TO DO
Search the material below for the string "WebhookRequest". Return every line that holds it.

INPUT
::::

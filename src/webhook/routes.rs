use std::collections::HashMap;
use std::panic::AssertUnwindSafe;
use std::time::Duration;

use futures::FutureExt;
use serde_json::json;
use warp::Filter;

use crate::config::BusConfig;
use crate::ids;
use crate::model::WebhookRequest;
use crate::processor::ProcessorRegistry;
use crate::webhook::{handle_rejection, BusError};

const REQUEST_DEADLINE: Duration = Duration::from_secs(30);

pub fn build(
    registry: ProcessorRegistry,
    config: BusConfig,
    _started_at_nanos: u128,
) -> impl Filter<Extract = (impl warp::Reply,), Error = std::convert::Infallible> + Clone {
    let cors = build_cors(&config.allowed_origins);

    let webhook_tag = warp::path("webhook").and(warp::path::param::<String>()).and(warp::path::end());

    let webhook = webhook_tag
        .and(warp::post())
        .and(warp::header::headers_cloned())
        .and(warp::body::content_length_limit(config.max_request_size as u64))
        .and(warp::body::json())
        .and(with_registry(registry.clone()))
        .and_then(handle_webhook);

    let webhook_missing_tag = warp::path("webhook").and(warp::path::end()).and_then(missing_tag);

    let registry_for_health = registry.clone();
    let health = warp::path("health")
        .and(warp::path::end())
        .and(warp::get())
        .map(move || {
            warp::reply::json(&json!({
                "status": "healthy",
                "timestamp": chrono::Utc::now(),
                "processors": registry_for_health.registered_tags().len(),
            }))
        });

    let registry_for_status = registry.clone();
    let config_for_status = config.clone();
    let status = warp::path("status")
        .and(warp::path::end())
        .and(warp::get())
        .map(move || {
            warp::reply::json(&json!({
                "webhook_manager": "running",
                "processors": registry_for_status.registered_descriptions(),
                "config": {
                    "host": config_for_status.host,
                    "port": config_for_status.port,
                    "max_request_size": config_for_status.max_request_size,
                },
                "timestamp": chrono::Utc::now(),
            }))
        });

    webhook
        .or(webhook_missing_tag)
        .or(health)
        .or(status)
        .with(cors)
        .recover(handle_rejection)
}

async fn missing_tag() -> Result<warp::reply::Json, warp::Rejection> {
    Err(warp::reject::custom(BusError::MissingTag))
}

fn build_cors(allowed_origins: &[String]) -> warp::cors::Builder {
    let cors = warp::cors()
        .allow_methods(vec!["GET", "POST", "OPTIONS"])
        .allow_headers(vec!["content-type", "authorization"]);

    if allowed_origins.is_empty() {
        cors.allow_any_origin()
    } else {
        let origins: Vec<&str> = allowed_origins.iter().map(String::as_str).collect();
        cors.allow_origins(origins)
    }
}

fn with_registry(
    registry: ProcessorRegistry,
) -> impl Filter<Extract = (ProcessorRegistry,), Error = std::convert::Infallible> + Clone {
    warp::any().map(move || registry.clone())
}

async fn handle_webhook(
    tag: String,
    headers: warp::http::HeaderMap,
    body: serde_json::Value,
    registry: ProcessorRegistry,
) -> Result<impl warp::Reply, warp::Rejection> {
    let Some(processor) = registry.get(&tag) else {
        return Err(warp::reject::custom(BusError::UnknownTag(tag)));
    };

    let mut header_map = HashMap::new();
    for (name, value) in headers.iter() {
        if let Ok(value) = value.to_str() {
            header_map.insert(name.as_str().to_string(), value.to_string());
        }
    }

    let request_id = ids::request_id();
    let request = WebhookRequest::new(request_id.clone(), tag.clone(), tag, header_map, body);

    // Handler panics must not crash the bus (§7): catch them and downgrade to a 500-equivalent
    // error response, the way the teacher's dispatch loop guards against a misbehaving processor.
    let handler = AssertUnwindSafe(processor.process_webhook(request)).catch_unwind();

    let response = match tokio::time::timeout(REQUEST_DEADLINE, handler).await {
        Ok(Ok(response)) => response,
        Ok(Err(_panic)) => crate::model::WebhookResponse::err(request_id, "processor handler panicked"),
        Err(_) => crate::model::WebhookResponse::err(request_id, "processor did not respond within the request deadline"),
    };

    Ok(warp::reply::json(&response))
}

::::

YOUR RESPONSE
use crate::model::WebhookRequest;
    let request = WebhookRequest::new(request_id.clone(), tag.clone(), tag, header_map, body);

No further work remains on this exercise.